Stored items
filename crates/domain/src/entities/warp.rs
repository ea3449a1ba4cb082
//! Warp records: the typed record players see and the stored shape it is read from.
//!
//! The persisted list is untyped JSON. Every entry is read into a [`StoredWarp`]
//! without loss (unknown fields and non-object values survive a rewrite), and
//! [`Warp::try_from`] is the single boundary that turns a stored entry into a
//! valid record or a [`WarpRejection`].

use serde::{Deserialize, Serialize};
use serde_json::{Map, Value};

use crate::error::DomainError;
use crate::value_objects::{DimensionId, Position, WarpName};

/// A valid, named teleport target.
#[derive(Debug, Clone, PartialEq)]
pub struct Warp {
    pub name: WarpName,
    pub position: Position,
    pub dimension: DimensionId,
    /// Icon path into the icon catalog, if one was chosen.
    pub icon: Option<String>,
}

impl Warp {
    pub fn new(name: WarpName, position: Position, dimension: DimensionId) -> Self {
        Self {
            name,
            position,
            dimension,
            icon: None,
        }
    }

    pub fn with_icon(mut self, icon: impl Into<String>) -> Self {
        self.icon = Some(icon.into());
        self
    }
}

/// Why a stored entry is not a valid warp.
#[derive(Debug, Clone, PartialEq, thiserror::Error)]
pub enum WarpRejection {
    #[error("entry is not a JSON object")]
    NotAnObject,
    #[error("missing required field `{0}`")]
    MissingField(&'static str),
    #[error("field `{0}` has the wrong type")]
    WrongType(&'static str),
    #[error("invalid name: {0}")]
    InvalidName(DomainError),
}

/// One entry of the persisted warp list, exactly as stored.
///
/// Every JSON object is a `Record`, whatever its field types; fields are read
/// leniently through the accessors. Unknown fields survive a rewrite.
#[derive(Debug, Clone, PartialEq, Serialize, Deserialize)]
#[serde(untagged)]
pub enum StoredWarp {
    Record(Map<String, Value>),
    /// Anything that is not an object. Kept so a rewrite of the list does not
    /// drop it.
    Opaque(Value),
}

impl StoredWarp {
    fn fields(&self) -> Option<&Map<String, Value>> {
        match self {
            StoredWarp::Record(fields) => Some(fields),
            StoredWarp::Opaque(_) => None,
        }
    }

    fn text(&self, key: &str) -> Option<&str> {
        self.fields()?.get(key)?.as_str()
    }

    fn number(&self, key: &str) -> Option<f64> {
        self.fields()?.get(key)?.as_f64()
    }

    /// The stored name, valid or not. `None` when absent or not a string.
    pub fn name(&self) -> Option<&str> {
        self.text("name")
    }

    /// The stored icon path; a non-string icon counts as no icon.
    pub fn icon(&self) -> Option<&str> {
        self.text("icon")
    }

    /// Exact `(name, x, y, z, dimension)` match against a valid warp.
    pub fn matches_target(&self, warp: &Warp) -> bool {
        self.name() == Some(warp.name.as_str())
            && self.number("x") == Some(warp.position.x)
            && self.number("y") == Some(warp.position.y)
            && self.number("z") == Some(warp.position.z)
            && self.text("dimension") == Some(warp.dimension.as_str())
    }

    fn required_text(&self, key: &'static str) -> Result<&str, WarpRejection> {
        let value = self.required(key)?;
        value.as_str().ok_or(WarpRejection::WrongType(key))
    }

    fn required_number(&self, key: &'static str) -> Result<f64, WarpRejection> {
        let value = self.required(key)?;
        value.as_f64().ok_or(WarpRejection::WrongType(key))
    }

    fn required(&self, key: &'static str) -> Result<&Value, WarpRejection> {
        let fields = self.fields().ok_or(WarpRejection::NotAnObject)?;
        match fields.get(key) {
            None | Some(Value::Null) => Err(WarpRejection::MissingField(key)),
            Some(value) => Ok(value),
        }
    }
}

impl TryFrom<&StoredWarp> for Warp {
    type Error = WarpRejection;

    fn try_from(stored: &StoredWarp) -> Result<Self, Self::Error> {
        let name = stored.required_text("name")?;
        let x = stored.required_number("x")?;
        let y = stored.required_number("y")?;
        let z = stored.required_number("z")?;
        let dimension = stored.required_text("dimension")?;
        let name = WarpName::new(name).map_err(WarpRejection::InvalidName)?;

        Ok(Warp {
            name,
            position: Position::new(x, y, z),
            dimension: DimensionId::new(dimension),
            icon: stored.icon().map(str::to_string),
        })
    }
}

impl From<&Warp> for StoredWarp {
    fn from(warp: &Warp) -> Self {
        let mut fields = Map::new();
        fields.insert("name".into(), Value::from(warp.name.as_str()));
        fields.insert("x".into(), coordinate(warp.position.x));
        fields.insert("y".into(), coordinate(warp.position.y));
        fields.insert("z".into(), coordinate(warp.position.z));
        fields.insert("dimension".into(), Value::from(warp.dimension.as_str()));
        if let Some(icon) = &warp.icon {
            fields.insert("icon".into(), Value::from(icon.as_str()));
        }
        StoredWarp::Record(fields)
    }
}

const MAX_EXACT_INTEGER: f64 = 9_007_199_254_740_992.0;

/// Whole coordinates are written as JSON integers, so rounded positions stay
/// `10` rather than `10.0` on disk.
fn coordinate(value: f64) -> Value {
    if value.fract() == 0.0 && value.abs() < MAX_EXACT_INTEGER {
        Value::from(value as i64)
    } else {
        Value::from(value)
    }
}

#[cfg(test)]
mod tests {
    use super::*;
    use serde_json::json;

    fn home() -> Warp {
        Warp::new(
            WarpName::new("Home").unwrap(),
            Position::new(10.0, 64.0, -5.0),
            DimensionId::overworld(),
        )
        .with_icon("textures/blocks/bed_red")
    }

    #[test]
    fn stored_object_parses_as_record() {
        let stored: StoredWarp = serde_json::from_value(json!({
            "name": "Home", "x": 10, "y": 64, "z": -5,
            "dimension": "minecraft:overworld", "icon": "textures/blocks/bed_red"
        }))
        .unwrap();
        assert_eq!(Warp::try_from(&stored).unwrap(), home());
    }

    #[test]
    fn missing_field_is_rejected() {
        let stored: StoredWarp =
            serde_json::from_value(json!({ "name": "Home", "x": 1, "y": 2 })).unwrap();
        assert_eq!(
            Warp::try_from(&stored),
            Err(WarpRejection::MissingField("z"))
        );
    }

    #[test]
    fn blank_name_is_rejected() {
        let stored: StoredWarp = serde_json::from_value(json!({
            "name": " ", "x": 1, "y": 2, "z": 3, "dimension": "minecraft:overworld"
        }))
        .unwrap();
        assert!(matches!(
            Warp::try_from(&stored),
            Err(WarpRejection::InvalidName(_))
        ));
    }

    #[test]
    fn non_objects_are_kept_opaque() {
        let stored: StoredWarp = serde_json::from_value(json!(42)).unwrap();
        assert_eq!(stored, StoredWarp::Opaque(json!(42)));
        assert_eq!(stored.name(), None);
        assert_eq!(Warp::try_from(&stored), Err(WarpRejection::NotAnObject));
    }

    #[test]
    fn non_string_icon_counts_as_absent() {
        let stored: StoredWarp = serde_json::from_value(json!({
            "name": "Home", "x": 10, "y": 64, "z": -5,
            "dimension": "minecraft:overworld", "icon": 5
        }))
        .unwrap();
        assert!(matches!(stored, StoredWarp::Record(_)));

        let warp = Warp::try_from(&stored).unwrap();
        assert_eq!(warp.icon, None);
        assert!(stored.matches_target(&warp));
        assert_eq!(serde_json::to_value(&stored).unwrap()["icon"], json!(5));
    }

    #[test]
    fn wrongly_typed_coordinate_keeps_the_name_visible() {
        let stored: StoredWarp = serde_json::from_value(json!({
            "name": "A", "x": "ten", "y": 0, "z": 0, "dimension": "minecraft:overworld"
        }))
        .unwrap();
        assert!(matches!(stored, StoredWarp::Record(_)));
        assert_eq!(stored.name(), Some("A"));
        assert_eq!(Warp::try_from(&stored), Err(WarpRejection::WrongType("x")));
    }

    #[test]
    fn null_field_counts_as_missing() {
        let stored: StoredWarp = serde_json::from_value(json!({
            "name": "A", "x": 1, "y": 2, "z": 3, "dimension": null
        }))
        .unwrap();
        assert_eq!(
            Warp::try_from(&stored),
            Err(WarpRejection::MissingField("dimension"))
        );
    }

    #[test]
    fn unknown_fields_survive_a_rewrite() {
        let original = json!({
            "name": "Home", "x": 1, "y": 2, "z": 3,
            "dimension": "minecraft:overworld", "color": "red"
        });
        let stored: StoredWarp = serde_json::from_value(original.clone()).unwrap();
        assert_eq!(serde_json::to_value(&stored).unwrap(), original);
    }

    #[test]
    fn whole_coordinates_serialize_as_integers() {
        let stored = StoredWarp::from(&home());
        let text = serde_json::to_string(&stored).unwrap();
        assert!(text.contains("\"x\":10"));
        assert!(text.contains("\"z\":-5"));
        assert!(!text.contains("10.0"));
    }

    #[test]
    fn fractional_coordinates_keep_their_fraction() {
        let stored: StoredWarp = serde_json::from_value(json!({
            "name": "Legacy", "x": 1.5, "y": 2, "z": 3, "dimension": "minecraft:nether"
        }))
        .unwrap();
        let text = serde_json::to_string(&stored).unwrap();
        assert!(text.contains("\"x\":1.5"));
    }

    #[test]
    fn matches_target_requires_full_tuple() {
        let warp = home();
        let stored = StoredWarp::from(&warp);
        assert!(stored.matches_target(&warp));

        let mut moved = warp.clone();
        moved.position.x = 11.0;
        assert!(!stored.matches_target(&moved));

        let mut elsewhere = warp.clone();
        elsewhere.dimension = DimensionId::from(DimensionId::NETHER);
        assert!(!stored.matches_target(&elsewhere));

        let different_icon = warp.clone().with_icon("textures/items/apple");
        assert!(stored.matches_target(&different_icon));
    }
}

==

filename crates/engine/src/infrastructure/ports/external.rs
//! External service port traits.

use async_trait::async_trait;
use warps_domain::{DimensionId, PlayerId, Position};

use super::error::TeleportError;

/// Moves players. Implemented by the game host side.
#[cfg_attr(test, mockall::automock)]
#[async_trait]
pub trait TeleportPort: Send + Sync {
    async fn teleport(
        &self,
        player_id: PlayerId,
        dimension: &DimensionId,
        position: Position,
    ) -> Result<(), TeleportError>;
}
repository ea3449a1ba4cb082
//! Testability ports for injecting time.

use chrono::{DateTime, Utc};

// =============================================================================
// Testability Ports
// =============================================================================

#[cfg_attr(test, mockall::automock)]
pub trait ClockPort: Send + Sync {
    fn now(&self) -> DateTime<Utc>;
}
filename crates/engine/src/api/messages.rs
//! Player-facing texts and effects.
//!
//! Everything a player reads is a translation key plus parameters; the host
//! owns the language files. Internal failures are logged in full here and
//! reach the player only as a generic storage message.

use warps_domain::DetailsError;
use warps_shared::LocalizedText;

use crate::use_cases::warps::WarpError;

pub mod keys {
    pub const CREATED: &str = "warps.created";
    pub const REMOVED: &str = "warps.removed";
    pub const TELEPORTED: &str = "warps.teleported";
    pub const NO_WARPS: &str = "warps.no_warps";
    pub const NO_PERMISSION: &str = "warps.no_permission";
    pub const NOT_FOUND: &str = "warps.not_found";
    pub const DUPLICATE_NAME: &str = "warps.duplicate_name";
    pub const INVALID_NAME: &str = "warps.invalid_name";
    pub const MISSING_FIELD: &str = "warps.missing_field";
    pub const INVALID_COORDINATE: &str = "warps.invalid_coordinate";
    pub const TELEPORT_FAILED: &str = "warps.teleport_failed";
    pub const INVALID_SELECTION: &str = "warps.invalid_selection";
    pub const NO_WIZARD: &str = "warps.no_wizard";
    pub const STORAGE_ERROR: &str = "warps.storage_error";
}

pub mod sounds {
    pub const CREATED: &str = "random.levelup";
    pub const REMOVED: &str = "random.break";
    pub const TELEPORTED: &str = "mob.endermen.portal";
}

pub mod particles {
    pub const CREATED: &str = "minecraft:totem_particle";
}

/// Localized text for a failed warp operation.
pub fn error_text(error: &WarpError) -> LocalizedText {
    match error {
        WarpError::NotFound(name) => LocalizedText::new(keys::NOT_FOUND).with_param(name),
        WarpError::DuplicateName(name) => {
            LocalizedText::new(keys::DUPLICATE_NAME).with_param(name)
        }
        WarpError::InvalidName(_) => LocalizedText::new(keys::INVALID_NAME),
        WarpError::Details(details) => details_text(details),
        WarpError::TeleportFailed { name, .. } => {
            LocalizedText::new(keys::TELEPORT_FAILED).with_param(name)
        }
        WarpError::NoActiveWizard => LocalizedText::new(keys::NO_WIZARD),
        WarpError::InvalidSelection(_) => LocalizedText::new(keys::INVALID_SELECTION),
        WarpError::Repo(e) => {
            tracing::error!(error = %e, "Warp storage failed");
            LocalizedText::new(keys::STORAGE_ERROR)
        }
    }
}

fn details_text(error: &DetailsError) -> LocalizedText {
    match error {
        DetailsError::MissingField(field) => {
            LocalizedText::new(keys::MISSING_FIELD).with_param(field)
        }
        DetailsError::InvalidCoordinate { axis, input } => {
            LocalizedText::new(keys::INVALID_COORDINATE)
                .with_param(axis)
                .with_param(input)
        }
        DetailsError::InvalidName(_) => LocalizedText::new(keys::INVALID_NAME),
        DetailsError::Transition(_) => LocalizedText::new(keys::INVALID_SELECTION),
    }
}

## Work item
Looking at the data above, work out how many lines contain "input" and answer with the figure only.

## Your solution
2